- Items from a data source:
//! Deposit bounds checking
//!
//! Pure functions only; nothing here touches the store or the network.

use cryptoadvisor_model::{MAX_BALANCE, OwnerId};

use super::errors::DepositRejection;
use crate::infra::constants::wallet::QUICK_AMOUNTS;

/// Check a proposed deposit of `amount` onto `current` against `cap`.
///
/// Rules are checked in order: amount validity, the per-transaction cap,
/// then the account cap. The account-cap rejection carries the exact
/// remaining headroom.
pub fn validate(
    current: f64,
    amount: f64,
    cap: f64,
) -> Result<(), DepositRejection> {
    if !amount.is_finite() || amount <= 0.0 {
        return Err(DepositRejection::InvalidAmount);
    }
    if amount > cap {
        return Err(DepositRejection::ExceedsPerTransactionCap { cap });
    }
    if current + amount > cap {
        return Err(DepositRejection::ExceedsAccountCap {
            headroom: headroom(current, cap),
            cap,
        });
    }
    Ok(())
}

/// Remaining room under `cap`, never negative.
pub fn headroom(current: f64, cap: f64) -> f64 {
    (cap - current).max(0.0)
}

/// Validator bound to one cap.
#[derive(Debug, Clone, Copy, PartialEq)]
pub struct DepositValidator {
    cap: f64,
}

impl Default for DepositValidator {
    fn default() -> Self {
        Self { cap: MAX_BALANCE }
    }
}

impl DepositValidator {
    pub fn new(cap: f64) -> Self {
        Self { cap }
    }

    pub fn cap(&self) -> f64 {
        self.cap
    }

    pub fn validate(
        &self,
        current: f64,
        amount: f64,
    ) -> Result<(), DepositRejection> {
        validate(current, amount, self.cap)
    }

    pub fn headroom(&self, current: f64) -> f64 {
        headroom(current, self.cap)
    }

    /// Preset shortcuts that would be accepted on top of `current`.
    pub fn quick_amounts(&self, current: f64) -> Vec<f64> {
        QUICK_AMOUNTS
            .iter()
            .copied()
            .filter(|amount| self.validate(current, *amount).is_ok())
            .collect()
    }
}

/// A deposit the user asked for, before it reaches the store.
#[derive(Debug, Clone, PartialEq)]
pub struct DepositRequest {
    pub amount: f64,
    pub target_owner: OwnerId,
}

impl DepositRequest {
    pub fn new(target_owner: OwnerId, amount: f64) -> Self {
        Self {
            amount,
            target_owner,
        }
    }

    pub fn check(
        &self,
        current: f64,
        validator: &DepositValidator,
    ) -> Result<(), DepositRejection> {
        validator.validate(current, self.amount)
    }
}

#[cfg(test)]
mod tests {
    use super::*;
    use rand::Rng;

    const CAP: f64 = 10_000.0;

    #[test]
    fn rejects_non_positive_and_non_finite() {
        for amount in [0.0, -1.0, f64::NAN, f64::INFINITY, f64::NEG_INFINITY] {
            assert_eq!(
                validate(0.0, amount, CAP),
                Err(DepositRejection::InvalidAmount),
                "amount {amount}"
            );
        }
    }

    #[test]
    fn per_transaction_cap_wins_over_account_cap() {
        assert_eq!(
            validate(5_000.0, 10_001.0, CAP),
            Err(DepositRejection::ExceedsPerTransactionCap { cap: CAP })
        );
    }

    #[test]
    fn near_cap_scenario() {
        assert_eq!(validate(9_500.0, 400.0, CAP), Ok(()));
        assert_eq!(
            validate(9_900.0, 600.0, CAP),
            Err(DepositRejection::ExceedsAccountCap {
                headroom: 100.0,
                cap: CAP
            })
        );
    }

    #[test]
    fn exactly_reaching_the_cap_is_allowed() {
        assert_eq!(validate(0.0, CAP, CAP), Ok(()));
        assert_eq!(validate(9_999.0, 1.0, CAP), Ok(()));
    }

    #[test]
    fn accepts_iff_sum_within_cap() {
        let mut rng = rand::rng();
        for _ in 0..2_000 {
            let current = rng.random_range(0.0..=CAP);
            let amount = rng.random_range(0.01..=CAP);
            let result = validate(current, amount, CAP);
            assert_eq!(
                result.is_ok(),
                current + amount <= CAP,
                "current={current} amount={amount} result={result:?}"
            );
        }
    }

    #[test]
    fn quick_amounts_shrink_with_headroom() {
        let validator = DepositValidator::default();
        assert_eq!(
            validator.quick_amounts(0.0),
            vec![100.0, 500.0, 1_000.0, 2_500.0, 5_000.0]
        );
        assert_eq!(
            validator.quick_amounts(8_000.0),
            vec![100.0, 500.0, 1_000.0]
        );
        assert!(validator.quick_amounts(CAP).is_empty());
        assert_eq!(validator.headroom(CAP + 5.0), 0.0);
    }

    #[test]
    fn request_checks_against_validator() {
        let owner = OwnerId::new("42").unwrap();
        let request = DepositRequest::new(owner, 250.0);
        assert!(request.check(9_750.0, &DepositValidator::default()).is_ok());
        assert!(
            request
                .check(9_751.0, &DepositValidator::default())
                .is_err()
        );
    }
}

--

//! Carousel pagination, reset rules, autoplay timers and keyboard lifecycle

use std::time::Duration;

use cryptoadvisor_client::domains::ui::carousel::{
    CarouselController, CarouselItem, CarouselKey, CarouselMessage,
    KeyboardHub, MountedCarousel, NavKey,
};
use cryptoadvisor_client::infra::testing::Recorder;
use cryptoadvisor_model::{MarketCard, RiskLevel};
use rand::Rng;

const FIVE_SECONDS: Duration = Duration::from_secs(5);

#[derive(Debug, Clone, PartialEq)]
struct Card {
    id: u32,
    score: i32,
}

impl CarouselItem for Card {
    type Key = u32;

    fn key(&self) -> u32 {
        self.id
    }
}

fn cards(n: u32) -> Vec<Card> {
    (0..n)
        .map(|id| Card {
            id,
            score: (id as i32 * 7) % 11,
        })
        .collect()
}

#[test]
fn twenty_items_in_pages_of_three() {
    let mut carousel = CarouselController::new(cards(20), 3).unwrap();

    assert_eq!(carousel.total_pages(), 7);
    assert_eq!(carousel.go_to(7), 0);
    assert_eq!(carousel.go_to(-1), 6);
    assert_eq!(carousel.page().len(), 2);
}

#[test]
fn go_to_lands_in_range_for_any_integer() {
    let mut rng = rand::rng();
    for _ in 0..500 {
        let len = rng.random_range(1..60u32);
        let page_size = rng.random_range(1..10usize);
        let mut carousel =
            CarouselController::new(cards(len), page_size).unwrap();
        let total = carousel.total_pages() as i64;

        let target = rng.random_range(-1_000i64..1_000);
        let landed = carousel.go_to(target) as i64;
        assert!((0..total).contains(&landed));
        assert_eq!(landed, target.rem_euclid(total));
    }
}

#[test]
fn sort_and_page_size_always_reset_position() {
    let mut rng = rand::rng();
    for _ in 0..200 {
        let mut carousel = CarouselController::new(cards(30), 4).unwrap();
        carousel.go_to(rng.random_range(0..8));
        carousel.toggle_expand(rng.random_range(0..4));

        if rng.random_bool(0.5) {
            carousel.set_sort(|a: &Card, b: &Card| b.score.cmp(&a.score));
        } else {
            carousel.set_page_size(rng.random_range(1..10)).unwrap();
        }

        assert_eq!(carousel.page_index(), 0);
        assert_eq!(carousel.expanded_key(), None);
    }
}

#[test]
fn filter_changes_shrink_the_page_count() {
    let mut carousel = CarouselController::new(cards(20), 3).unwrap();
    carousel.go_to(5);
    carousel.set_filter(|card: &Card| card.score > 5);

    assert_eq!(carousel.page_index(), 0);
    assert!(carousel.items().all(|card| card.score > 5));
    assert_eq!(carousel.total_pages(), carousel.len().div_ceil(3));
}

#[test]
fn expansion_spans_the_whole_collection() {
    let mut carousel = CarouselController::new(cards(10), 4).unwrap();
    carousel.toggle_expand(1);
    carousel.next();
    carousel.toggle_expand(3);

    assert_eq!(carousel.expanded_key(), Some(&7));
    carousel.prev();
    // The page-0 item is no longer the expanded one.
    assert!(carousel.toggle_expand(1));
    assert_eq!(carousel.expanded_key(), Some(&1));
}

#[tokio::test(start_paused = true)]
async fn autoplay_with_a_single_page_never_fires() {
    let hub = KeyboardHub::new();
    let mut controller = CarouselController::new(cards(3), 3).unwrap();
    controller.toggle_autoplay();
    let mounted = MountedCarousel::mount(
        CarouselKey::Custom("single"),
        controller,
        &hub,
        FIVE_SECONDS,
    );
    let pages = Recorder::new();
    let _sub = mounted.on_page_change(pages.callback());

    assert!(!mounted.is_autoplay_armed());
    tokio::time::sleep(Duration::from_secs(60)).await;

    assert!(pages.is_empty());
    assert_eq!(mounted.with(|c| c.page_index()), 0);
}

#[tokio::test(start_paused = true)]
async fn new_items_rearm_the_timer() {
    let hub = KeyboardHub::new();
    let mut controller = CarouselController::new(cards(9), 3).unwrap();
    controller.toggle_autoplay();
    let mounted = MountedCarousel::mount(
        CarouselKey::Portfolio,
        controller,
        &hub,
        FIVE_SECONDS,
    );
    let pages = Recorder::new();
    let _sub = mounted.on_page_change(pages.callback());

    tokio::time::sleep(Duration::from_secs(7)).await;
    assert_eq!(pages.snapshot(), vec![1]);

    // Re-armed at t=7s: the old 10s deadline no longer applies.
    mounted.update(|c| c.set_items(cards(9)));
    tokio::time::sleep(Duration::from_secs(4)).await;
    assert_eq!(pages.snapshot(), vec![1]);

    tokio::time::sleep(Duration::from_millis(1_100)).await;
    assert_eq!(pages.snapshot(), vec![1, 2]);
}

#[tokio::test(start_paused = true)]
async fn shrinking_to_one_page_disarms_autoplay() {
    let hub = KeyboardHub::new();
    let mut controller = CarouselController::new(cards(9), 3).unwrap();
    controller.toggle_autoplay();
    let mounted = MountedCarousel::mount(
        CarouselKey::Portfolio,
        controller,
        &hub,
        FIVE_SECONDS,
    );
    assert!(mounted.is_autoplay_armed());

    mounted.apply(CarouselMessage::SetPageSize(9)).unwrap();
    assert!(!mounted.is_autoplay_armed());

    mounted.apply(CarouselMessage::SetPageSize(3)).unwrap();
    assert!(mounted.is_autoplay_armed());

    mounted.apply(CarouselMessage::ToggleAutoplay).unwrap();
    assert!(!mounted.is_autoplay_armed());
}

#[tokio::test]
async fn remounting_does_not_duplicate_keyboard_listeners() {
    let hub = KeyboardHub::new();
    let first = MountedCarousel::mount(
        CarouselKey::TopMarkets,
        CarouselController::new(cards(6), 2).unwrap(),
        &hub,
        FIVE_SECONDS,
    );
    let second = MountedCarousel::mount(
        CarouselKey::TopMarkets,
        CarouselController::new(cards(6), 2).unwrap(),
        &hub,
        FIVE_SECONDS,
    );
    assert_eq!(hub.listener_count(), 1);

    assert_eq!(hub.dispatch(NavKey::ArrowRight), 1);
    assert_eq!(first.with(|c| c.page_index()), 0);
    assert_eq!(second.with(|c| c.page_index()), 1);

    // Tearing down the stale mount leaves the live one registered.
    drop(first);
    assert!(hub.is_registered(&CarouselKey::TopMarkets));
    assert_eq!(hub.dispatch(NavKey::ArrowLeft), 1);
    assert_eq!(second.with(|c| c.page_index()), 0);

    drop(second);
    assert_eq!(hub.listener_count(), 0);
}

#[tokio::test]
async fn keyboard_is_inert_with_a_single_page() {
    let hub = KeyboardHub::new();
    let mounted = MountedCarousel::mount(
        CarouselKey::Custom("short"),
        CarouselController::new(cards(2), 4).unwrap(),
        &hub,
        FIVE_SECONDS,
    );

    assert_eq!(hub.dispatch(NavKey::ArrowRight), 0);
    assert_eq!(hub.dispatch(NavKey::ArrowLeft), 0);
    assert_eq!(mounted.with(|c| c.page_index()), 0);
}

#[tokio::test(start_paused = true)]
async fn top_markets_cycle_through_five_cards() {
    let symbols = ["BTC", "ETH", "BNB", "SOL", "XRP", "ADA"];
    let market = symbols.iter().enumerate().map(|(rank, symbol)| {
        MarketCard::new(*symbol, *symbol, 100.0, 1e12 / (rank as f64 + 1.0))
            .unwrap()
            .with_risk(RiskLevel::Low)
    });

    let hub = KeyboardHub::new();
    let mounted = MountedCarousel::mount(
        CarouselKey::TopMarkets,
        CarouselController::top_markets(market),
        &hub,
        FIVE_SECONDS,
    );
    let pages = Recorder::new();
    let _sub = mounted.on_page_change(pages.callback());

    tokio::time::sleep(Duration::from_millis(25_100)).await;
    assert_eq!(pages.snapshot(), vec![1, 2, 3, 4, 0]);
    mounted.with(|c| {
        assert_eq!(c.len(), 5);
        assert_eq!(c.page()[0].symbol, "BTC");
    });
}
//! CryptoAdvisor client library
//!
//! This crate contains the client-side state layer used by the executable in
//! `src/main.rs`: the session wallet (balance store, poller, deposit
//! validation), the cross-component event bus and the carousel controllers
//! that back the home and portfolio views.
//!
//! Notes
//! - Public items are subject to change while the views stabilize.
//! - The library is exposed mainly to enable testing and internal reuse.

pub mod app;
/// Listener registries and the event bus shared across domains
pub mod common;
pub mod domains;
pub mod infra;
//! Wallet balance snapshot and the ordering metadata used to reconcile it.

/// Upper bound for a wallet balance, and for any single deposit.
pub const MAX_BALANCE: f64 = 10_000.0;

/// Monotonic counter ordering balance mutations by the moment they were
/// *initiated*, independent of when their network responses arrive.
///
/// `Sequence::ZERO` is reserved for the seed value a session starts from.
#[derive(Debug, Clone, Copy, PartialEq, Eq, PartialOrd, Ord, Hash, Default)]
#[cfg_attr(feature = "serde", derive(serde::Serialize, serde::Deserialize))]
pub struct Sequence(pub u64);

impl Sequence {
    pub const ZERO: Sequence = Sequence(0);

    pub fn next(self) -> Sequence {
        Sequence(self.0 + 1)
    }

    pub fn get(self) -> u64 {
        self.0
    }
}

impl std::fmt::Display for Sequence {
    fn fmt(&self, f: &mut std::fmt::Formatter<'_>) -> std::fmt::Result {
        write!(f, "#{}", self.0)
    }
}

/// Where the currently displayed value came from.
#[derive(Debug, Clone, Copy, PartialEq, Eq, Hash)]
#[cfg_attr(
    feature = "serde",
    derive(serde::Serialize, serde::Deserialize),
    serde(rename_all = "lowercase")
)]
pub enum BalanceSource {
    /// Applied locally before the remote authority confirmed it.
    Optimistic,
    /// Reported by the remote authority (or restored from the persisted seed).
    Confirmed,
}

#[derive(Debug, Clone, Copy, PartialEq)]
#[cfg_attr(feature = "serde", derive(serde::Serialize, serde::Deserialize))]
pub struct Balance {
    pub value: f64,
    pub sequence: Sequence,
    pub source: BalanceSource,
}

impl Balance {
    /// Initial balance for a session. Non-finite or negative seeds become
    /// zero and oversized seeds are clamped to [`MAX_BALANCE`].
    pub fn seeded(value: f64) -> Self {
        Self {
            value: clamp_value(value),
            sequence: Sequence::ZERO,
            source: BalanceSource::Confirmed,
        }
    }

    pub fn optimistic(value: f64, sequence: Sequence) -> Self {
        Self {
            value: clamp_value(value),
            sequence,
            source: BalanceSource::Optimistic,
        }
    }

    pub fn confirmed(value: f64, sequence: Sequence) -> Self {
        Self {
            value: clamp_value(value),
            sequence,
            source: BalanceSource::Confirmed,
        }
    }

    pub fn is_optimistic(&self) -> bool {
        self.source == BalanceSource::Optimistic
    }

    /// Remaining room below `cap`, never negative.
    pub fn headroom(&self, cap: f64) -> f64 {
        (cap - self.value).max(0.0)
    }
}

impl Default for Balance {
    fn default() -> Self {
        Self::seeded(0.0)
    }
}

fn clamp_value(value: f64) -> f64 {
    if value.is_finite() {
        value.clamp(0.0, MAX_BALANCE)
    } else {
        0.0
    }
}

- REQUIRED ACTION:
A single number is required: the count of lines in the entries that include the word "RiskLevel".

- TASK SOLUTION:
2